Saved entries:
════════

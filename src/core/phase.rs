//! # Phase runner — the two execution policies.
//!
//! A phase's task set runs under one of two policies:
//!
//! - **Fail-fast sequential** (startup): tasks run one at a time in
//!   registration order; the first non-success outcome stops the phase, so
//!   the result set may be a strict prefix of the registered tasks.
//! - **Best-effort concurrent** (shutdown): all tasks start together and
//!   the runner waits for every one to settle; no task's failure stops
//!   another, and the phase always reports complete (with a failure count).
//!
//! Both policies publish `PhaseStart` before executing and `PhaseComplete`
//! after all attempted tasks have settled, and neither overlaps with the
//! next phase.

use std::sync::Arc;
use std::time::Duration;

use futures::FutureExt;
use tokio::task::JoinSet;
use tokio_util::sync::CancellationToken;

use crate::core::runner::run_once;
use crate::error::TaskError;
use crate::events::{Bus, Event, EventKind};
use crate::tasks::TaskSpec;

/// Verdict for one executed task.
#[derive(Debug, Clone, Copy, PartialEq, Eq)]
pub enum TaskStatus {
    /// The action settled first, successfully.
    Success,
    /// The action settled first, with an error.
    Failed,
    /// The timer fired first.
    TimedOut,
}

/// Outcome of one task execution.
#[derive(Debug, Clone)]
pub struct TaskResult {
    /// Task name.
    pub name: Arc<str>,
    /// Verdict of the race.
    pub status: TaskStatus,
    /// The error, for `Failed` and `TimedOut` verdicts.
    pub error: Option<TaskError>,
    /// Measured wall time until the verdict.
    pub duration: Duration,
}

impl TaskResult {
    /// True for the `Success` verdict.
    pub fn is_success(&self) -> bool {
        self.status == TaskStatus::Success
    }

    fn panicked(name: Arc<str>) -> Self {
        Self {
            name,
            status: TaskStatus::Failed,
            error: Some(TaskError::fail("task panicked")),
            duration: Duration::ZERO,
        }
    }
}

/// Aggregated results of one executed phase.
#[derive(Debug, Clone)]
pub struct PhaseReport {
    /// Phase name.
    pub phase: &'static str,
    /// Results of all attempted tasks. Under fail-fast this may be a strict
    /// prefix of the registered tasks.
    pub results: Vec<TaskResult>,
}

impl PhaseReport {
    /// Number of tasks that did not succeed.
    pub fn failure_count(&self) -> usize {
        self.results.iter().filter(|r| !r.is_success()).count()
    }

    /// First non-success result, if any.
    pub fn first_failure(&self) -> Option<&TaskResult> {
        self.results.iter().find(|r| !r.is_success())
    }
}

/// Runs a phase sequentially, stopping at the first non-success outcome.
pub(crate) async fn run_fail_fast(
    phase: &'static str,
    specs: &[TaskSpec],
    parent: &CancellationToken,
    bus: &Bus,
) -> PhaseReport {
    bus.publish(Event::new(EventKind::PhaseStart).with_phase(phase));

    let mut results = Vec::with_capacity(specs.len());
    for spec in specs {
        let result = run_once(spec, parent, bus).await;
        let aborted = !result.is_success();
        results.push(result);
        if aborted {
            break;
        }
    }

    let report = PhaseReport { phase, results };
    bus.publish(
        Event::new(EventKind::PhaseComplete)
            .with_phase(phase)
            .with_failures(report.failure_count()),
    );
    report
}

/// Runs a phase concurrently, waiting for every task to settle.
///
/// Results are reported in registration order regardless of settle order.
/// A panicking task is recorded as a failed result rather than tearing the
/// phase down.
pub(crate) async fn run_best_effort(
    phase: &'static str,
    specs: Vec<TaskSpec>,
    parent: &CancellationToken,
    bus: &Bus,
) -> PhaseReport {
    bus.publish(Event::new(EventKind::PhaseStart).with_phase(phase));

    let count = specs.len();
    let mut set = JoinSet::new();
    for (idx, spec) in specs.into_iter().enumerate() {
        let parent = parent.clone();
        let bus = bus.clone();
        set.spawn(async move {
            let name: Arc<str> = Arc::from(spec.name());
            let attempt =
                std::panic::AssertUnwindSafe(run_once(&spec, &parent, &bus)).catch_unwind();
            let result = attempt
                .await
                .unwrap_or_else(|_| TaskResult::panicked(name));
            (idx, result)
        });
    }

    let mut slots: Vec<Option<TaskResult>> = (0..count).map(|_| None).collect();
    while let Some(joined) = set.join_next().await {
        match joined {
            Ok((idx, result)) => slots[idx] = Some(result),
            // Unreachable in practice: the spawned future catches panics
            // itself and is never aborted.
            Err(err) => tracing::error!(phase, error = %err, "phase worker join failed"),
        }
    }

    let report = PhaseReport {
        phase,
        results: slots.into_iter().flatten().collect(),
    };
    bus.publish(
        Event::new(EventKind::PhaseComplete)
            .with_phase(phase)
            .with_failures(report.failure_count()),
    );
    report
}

════════

REQUIREMENT: How many lines in the records above hold the word "await"? Give only the number.

SOLUTION TO THIS PROBLEM: 3